Moreover, the same operational event stream could be used to track the SLA of each workflow step, and even the SLA of the end-to-end workflow. In the following diagram, we can see how order-tracking-service (a separate deployable service) is tracking in-flight orders, in case an order is stuck in any step, an event of type OrderExpired will be published. In fact, the code to implement this feature is very straight forward, for more details please check the order tracking service code. The transformer is keeping track of the in-flight orders as long as they are not completed in a Kafka local state store.

Using this concept we could think of many use cases that can be easily supported

Support different SLAs for each workflow step. In the prototype, each step is configured with different SLA duration.
Implement SAGA pattern by running the workflow services in compensation mode for expired orders. For example, if an order is stuck in shipping-service, then the stock-service should be able to cancel the reserved stock of that order when OrderExpired event is published.
Handle different corner cases in a more elegant way. For example, if an order was stuck in shipping-service for a long time, as a result, the order-tracking-service decided to expire this order. Later, the shipping-service woke up to process this order, it would ignore it because it is expired already. Or even in the worst-case scenario, if the shipping-service published its result for that expired order. The order-tracking-service should be able to pick this up and do not publish completed event for this expired order, and instead, it could alert for manual intervention for example.
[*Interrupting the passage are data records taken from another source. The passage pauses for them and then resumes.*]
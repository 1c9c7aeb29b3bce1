use std::sync::Arc;
use std::time::{Duration, Instant};

use apiloom_catalog::CatalogStore;
use apiloom_core::config::ExecutionConfig;
use apiloom_core::{AuthMode, AutoFlowStep, AutoRegisteredEndpoint, HttpMethod};
use apiloom_registry::RegistrySync;
use reqwest::Method;
use tracing::{debug, warn};

use crate::error::ExecutionError;
use crate::http::{build_client, send};
use crate::params::{missing_required, substitute_path, Params, ParamsByStep};
use crate::result::{ExecutionResult, FlowExecutionResult};
use crate::runner::run_flow;

/// Executes auto endpoints and stored flows against live upstreams.
pub struct Executor {
    store: Arc<CatalogStore>,
    registry: Arc<RegistrySync>,
    client: reqwest::Client,
    request_timeout: Duration,
    flow_deadline: Duration,
}

impl Executor {
    pub fn new(
        store: Arc<CatalogStore>,
        registry: Arc<RegistrySync>,
        config: &ExecutionConfig,
    ) -> Result<Self, ExecutionError> {
        Ok(Self {
            store,
            registry,
            client: build_client(config)?,
            request_timeout: Duration::from_millis(config.request_timeout_ms),
            flow_deadline: Duration::from_millis(config.flow_deadline_ms),
        })
    }

    pub fn flow_deadline(&self) -> Duration {
        self.flow_deadline
    }

    pub async fn execute_endpoint(&self, key: &str, params: &Params) -> ExecutionResult {
        let start = Instant::now();
        let Some(endpoint) = self.registry.endpoint(key) else {
            return ExecutionResult::failure(key, &ExecutionError::UnknownEndpoint(key.to_string()), 0);
        };

        let missing = missing_required(&endpoint, params);
        if !missing.is_empty() {
            debug!(key, ?missing, "rejected before dispatch");
            return ExecutionResult::failure(key, &ExecutionError::MissingParameters(missing), elapsed_ms(start))
                .for_endpoint(&endpoint);
        }

        let (url, used) = substitute_path(&endpoint.url, params);
        let rest: Vec<(&String, &String)> = params.iter().filter(|(k, _)| !used.contains(*k)).collect();
        let method = to_reqwest(endpoint.method);
        let request = match endpoint.method {
            HttpMethod::Get | HttpMethod::Delete => self.client.request(method, &url).query(&rest),
            _ => {
                let body: serde_json::Map<String, serde_json::Value> = rest
                    .iter()
                    .map(|(k, v)| (k.to_string(), serde_json::Value::String(v.to_string())))
                    .collect();
                self.client.request(method, &url).json(&body)
            }
        };

        let outcome = send(request, self.request_timeout).await;
        let result = finish(key, &endpoint, url, outcome, elapsed_ms(start));
        if !result.success {
            warn!(key, error = ?result.error, duration_ms = result.duration_ms, "endpoint call failed");
        }
        result
    }

    /// Run a stored flow one step at a time.
    pub async fn execute_flow(&self, flow_id: &str, by_step: &ParamsByStep) -> FlowExecutionResult {
        self.run(flow_id, by_step, false).await
    }

    /// Run a stored flow with every step in flight at once.
    pub async fn execute_parallel_flow(&self, flow_id: &str, by_step: &ParamsByStep) -> FlowExecutionResult {
        self.run(flow_id, by_step, true).await
    }

    async fn run(&self, flow_id: &str, by_step: &ParamsByStep, parallel: bool) -> FlowExecutionResult {
        let Some(flow) = self.store.get_flow(flow_id) else {
            return FlowExecutionResult::failure(
                flow_id,
                parallel,
                &ExecutionError::UnknownFlow(flow_id.to_string()),
            );
        };
        run_flow(&flow, by_step, parallel, self.flow_deadline, |step: &AutoFlowStep, params| {
            let key = step.endpoint_key.clone();
            async move { self.execute_endpoint(&key, &params).await }
        })
        .await
    }

    /// Up to `limit` keyless endpoints that need no parameters, best first.
    pub fn demo_endpoints(&self, limit: usize) -> Vec<AutoRegisteredEndpoint> {
        let mut candidates: Vec<AutoRegisteredEndpoint> = self
            .registry
            .all_auto_endpoints()
            .into_iter()
            .filter(|ep| ep.auth == AuthMode::None)
            .filter(|ep| ep.parameters.iter().flatten().all(|(_, spec)| !spec.required))
            .collect();
        candidates.sort_by(|a, b| b.quality_score.total_cmp(&a.quality_score).then_with(|| a.key.cmp(&b.key)));

        let mut seen_apis = Vec::new();
        candidates
            .into_iter()
            .filter(|ep| {
                if seen_apis.contains(&ep.api_name) {
                    false
                } else {
                    seen_apis.push(ep.api_name.clone());
                    true
                }
            })
            .take(limit)
            .collect()
    }
}

pub(crate) fn to_reqwest(method: HttpMethod) -> Method {
    match method {
        HttpMethod::Get => Method::GET,
        HttpMethod::Post => Method::POST,
        HttpMethod::Put => Method::PUT,
        HttpMethod::Patch => Method::PATCH,
        HttpMethod::Delete => Method::DELETE,
    }
}

pub(crate) fn elapsed_ms(start: Instant) -> u64 {
    start.elapsed().as_millis() as u64
}

fn finish(
    key: &str,
    endpoint: &AutoRegisteredEndpoint,
    url: String,
    outcome: Result<crate::http::Reply, ExecutionError>,
    duration_ms: u64,
) -> ExecutionResult {
    let mut result = match outcome {
        Ok(reply) if (200..300).contains(&reply.status) => ExecutionResult {
            success: true,
            key: key.to_string(),
            api_name: String::new(),
            endpoint_name: String::new(),
            url: String::new(),
            method: endpoint.method,
            status: Some(reply.status),
            data: Some(reply.data),
            error: None,
            error_kind: None,
            provider: None,
            duration_ms,
        },
        Ok(reply) => {
            let error = ExecutionError::UpstreamStatus { status: reply.status };
            let mut r = ExecutionResult::failure(key, &error, duration_ms);
            r.status = Some(reply.status);
            r.data = Some(reply.data);
            r
        }
        Err(error) => ExecutionResult::failure(key, &error, duration_ms),
    }
    .for_endpoint(endpoint);
    result.url = url;
    result
}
The same stream of events could be used to drive some useful real-time metrics like

How long orders take in each workflow step to derive the average processing time in real-time.
How many in-flight orders are being processed in each workflow step at any point in time.
The rate of expired orders and in which workflow step orders are struggling at any point in time.

Prototype source code

The source code of the prototype can be found in this repo. The code contains the following services

Order service: this is the REST API (front door) where users can place their orders.
Payment service: it consumes order-placed event to invoice the customer.
Stock service: it consumes order-placed event to reserve the stock for all order items.
Shipping service: it consumes the events published by stock service to ship the reserved stock to the customer. There will be a future work in this service to support shipping individual order items once they are ready. When all order items are shipped this service publishes an order-shipped event.
Order tracking service: it tracks the in-flight orders to mark them as completed by publishing order-completed event, or expired by publishing order-expired.
Order monitoring service: this is consuming multiple events alongside the workflow step completed events to publish metrics to Prometheus.
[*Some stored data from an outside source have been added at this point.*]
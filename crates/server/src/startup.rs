//! Catalog bootstrap and remote refresh.
//!
//! `initialize` runs once per process: built-in ingest, flow generation and
//! registry sync. Later calls return the cached summary. `refresh` pulls the
//! remote directory and, when that succeeds, regenerates flows and resyncs.
//! `reset` clears the catalog under the same lock as `initialize`.

use std::time::Instant;

use apiloom_core::IngestResult;
use apiloom_ingest::QuickIngestSummary;
use apiloom_registry::SyncSummary;
use chrono::{DateTime, Utc};
use serde::Serialize;
use tracing::{info, warn};

use crate::state::AppState;

#[derive(Debug, Clone, Serialize)]
#[serde(rename_all = "camelCase")]
pub struct InitSummary {
    /// True when this call returned a summary cached by an earlier one.
    pub cached: bool,
    pub ingest: QuickIngestSummary,
    pub endpoints: usize,
    pub flows_generated: usize,
    pub registry: SyncSummary,
    pub initialized_at: DateTime<Utc>,
    pub duration_ms: u64,
}

#[derive(Debug, Clone, Serialize)]
#[serde(rename_all = "camelCase")]
pub struct RefreshSummary {
    pub success: bool,
    /// APIs that were not in the catalog before this refresh.
    pub new_apis: usize,
    pub result: IngestResult,
    #[serde(skip_serializing_if = "Option::is_none")]
    pub flows_generated: Option<usize>,
    #[serde(skip_serializing_if = "Option::is_none")]
    pub registry: Option<SyncSummary>,
}

pub async fn initialize(state: &AppState) -> InitSummary {
    if let Some(summary) = cached(state).await {
        return summary;
    }

    let _serialized = state.init_lock.lock().await;
    // A concurrent caller may have finished while we waited.
    if let Some(summary) = cached(state).await {
        return summary;
    }

    let start = Instant::now();
    info!("initializing catalog");

    let ingest = state.ingestor.quick_ingest().await;
    let flows = state.composer.generate_auto_flows();
    let registry = state.registry.sync_all(state.capabilities.as_ref()).await;

    let summary = InitSummary {
        cached: false,
        ingest,
        endpoints: registry.total,
        flows_generated: flows.len(),
        registry,
        initialized_at: Utc::now(),
        duration_ms: start.elapsed().as_millis() as u64,
    };
    info!(
        apis = summary.ingest.total_apis,
        endpoints = summary.endpoints,
        flows = summary.flows_generated,
        duration_ms = summary.duration_ms,
        "catalog initialized"
    );

    *state.init_summary.write().await = Some(summary.clone());
    summary
}

/// Empty the catalog and forget the init summary so the next `initialize`
/// bootstraps again. Serialized with `initialize`. Returns the number of
/// APIs removed.
pub async fn reset(state: &AppState) -> usize {
    let _serialized = state.init_lock.lock().await;
    let removed = state.store.api_count();
    state.store.clear_catalog();
    *state.init_summary.write().await = None;
    removed
}

async fn cached(state: &AppState) -> Option<InitSummary> {
    state.init_summary.read().await.clone().map(|summary| InitSummary {
        cached: true,
        ..summary
    })
}

pub async fn refresh(state: &AppState) -> RefreshSummary {
    let result = state.ingestor.ingest_from_remote().await;
    if !result.success {
        warn!(errors = ?result.errors, "refresh failed");
        return RefreshSummary {
            success: false,
            new_apis: 0,
            result,
            flows_generated: None,
            registry: None,
        };
    }

    let flows = state.composer.generate_auto_flows();
    let registry = state.registry.sync_all(state.capabilities.as_ref()).await;
    info!(
        new_apis = result.apis_added,
        total = state.store.api_count(),
        flows = flows.len(),
        "refresh complete"
    );

    RefreshSummary {
        success: true,
        new_apis: result.apis_added,
        result,
        flows_generated: Some(flows.len()),
        registry: Some(registry),
    }
}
Operational events challenges

As we know any solution has some challenges, this approach is not an exception. There are some challenges to adopt this approach

Overhead of publishing extra events. Developers need to make sure they publish an operational event with correct data whenever they implement a new workflow choreographed service. The code could be wrapped in a utility library, for example, but still, developers need to add some few extra lines of code.
Overhead of long-lasting workflows. In scenarios where the workflow lifetime is too long (for example, if order processing time is in days) there might be disk and memory overhead to track the in-flight orders especially with millions of orders a day.
There might be a single point of failure when moving the logic of tracking the processing time in each workflow step and also the tracking of the end-to-end workflow processing to a common service (For example, in our prototype, the order-tracking-service is doing this job). If this service is lagging or not working at all, the whole tracking functionality will not be working, compared to implementing this tracking logic in each and every workflow step. This means that this kind of tracking service should be monitored properly just like all other business workflow services.
It might be challenging to accurately draw the flow of parallel workflow steps, as the order of operational events will depend on which step finishes and commits the Kafka transaction first.

Live demo

In this video, I am trying to send some orders to demonstrate the idea of operational events.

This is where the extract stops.